Me: “How in good god’s name is locking yourself in the house for 3 days suddenly going to enlighten you to all of Earth’s problems!? Other than the fact Trump would probably adore visiting a man who thinks the world is going to end and then you can ask him about raking the fucking living room carpet to stop it from catching on fire in the night.”

Martin still thinks they can make it through the next 2 days by surviving on a jar of pickles and burning his jumper for warmth and my god if this woman doesn’t fucking agree to stick it out with him. I hope she is documenting everything so that in 2 days time she can head right to a solicitor and start drawing herself up a very attractive set of divorce papers.

It is whilst they are trying to tidy up the living room – fuck knows why – that Martin and Jackie find out about A-Dog Productions from a bunch of discs he has left carelessly in their new bomb shelter. Their son has been downloading music and films online to then sell on to his friends and buy all the equipment in his room. Jackie is concerned this is actually illegal. Martin is concerned that he thought he was the one who bought all that stuff.
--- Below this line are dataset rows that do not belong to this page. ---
//! Authentication service
//!
//! Orchestrates the store, the session store and the token signer.
//! The refresh-session state machine lives here:
//!
//! ```text
//! absent ──Login──> active(jti₁) ──Refresh──> active(jti₂) ──...──> absent
//!                        │                        │
//!                        └── Logout / TTL expiry ─┘
//!                        └── jti mismatch on Refresh (reuse) ──> absent
//! ```

use std::sync::Arc;
use std::time::Duration;

use tracing::{info, instrument, warn};

use super::error::{AuthError, AuthResult};
use super::model::{NewUser, User, UserUpdate};
use super::password::{hash_password, verify_password};
use super::session::SessionStore;
use super::store::AuthStore;
use super::token::{AccessClaims, TokenSigner};

/// Minted token pair handed back to the HTTP layer.
#[derive(Debug, Clone)]
pub struct AuthTokens {
    pub access_token: String,
    pub refresh_token: String,
    pub access_ttl: Duration,
    pub refresh_ttl: Duration,
}

#[derive(Clone)]
pub struct AuthService {
    store: AuthStore,
    sessions: Arc<dyn SessionStore>,
    signer: TokenSigner,
    session_ttl: Duration,
}

impl AuthService {
    pub fn new(
        store: AuthStore,
        sessions: Arc<dyn SessionStore>,
        signer: TokenSigner,
        session_ttl: Duration,
    ) -> Self {
        Self {
            store,
            sessions,
            signer,
            session_ttl,
        }
    }

    pub fn store(&self) -> &AuthStore {
        &self.store
    }

    /// Register a new user. Role ids must all exist; the password is
    /// hashed before it reaches the store.
    #[instrument(skip(self, new_user), fields(email = %new_user.email))]
    pub async fn register(&self, new_user: NewUser) -> AuthResult<User> {
        validate_email(&new_user.email)?;
        if new_user.password.is_empty() {
            return Err(AuthError::InvalidInput(
                "the password field is required".to_string(),
            ));
        }

        let mut role_ids = new_user.role_ids.clone();
        role_ids.sort();
        role_ids.dedup();
        if !role_ids.is_empty() {
            let found = self.store.count_roles_by_ids(&role_ids).await?;
            if found != role_ids.len() {
                return Err(AuthError::InvalidRoles);
            }
        }

        let password_hash = hash_password(&new_user.password)?;
        let user = self
            .store
            .create_user(
                &new_user.email,
                &password_hash,
                &new_user.first_name,
                &new_user.last_name,
                &role_ids,
            )
            .await?;

        info!("registered user {}", user.id);
        Ok(user)
    }

    /// Verify credentials, mint a token pair and start a fresh
    /// session. A previous session for the user is superseded.
    #[instrument(skip(self, password))]
    pub async fn login(&self, email: &str, password: &str) -> AuthResult<AuthTokens> {
        let user = self.store.get_user_by_email(email).await?;
        verify_password(password, &user.password_hash)?;

        let scopes = user.effective_scopes();
        let access = self.signer.create_access_token(&user.id, scopes)?;
        let refresh = self.signer.create_refresh_token(&user.id)?;

        self.sessions
            .put(&user.id, &refresh.jti, Some(self.session_ttl))
            .await?;

        Ok(AuthTokens {
            access_token: access.token,
            refresh_token: refresh.token,
            access_ttl: access.ttl,
            refresh_ttl: refresh.ttl,
        })
    }

    /// Exchange a refresh token for a new pair, rotating the stored
    /// `jti`. Presenting a rotated-out token destroys the session so
    /// neither the thief nor the legitimate holder can continue the
    /// chain.
    #[instrument(skip(self, refresh_token))]
    pub async fn refresh(&self, refresh_token: &str) -> AuthResult<AuthTokens> {
        let claims = self.signer.verify_refresh(refresh_token)?;

        let stored = self
            .sessions
            .get(&claims.user_id)
            .await?
            .ok_or(AuthError::SessionNotFound)?;

        if stored != claims.jti {
            warn!("refresh token reuse detected for user {}", claims.user_id);
            self.sessions.delete(&claims.user_id).await?;
            return Err(AuthError::InvalidToken);
        }

        let user = self.store.get_user_by_id(&claims.user_id).await?;
        let scopes = user.effective_scopes();
        let access = self.signer.create_access_token(&user.id, scopes)?;
        let refresh = self.signer.create_refresh_token(&user.id)?;

        // Rotate the jti but keep the session TTL set at login.
        self.sessions.put(&user.id, &refresh.jti, None).await?;

        Ok(AuthTokens {
            access_token: access.token,
            refresh_token: refresh.token,
            access_ttl: access.ttl,
            refresh_ttl: refresh.ttl,
        })
    }

    /// Delete the refresh session. Already-issued access tokens stay
    /// valid until their `exp`.
    #[instrument(skip(self))]
    pub async fn logout(&self, user_id: &str) -> AuthResult<()> {
        self.sessions.delete(user_id).await
    }

    /// Validate an access token and return its claims.
    pub fn verify_access(&self, token: &str) -> AuthResult<AccessClaims> {
        self.signer.verify_access(token)
    }

    // ------------------------------------------------------------------
    // User administration
    // ------------------------------------------------------------------

    /// Update names and/or role assignments; role ids are validated
    /// the same way as at registration.
    #[instrument(skip(self, update))]
    pub async fn update_user(&self, id: &str, update: UserUpdate) -> AuthResult<User> {
        if let Some(role_ids) = &update.role_ids {
            let mut ids = role_ids.clone();
            ids.sort();
            ids.dedup();
            if !ids.is_empty() && self.store.count_roles_by_ids(&ids).await? != ids.len() {
                return Err(AuthError::InvalidRoles);
            }
        }
        self.store.update_user(id, &update, None).await
    }

    /// Self-service password change; the current password must verify
    /// first.
    #[instrument(skip(self, current_password, new_password))]
    pub async fn update_password(
        &self,
        id: &str,
        current_password: &str,
        new_password: &str,
    ) -> AuthResult<()> {
        if new_password.is_empty() {
            return Err(AuthError::InvalidInput(
                "the new_password field is required".to_string(),
            ));
        }
        let user = self.store.get_user_by_id(id).await?;
        verify_password(current_password, &user.password_hash)?;

        let password_hash = hash_password(new_password)?;
        self.store
            .update_user(id, &UserUpdate::default(), Some(&password_hash))
            .await?;
        Ok(())
    }
}

fn validate_email(email: &str) -> AuthResult<()> {
    let mut parts = email.splitn(2, '@');
    let local = parts.next().unwrap_or("");
    let domain = parts.next().unwrap_or("");
    if local.is_empty() || domain.is_empty() || !domain.contains('.') || domain.ends_with('.') {
        return Err(AuthError::InvalidInput(
            "the email field is not a valid email".to_string(),
        ));
    }
    Ok(())
}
Lu: “Mom, seriously, I need to let Regis know I’m OK. I don’t want him to worry. How can I do that?”

Me: “Set fire to the house. Send a fucking smoke signal.”

Martin is losing his shit over Regis once more, who actually plays football and isn’t covered in hair but does have a tattoo which matches Lu’s. The way this man freaks out you would presume he was from the turn of the century and still thinks that cameras can steal your soul. Which, by the way he thinks the world is going, he probably thinks is very correct. Jackie suggests the man doesn’t go and talk to their daughter while he’s experiencing a hot flush but off he rushes anyway.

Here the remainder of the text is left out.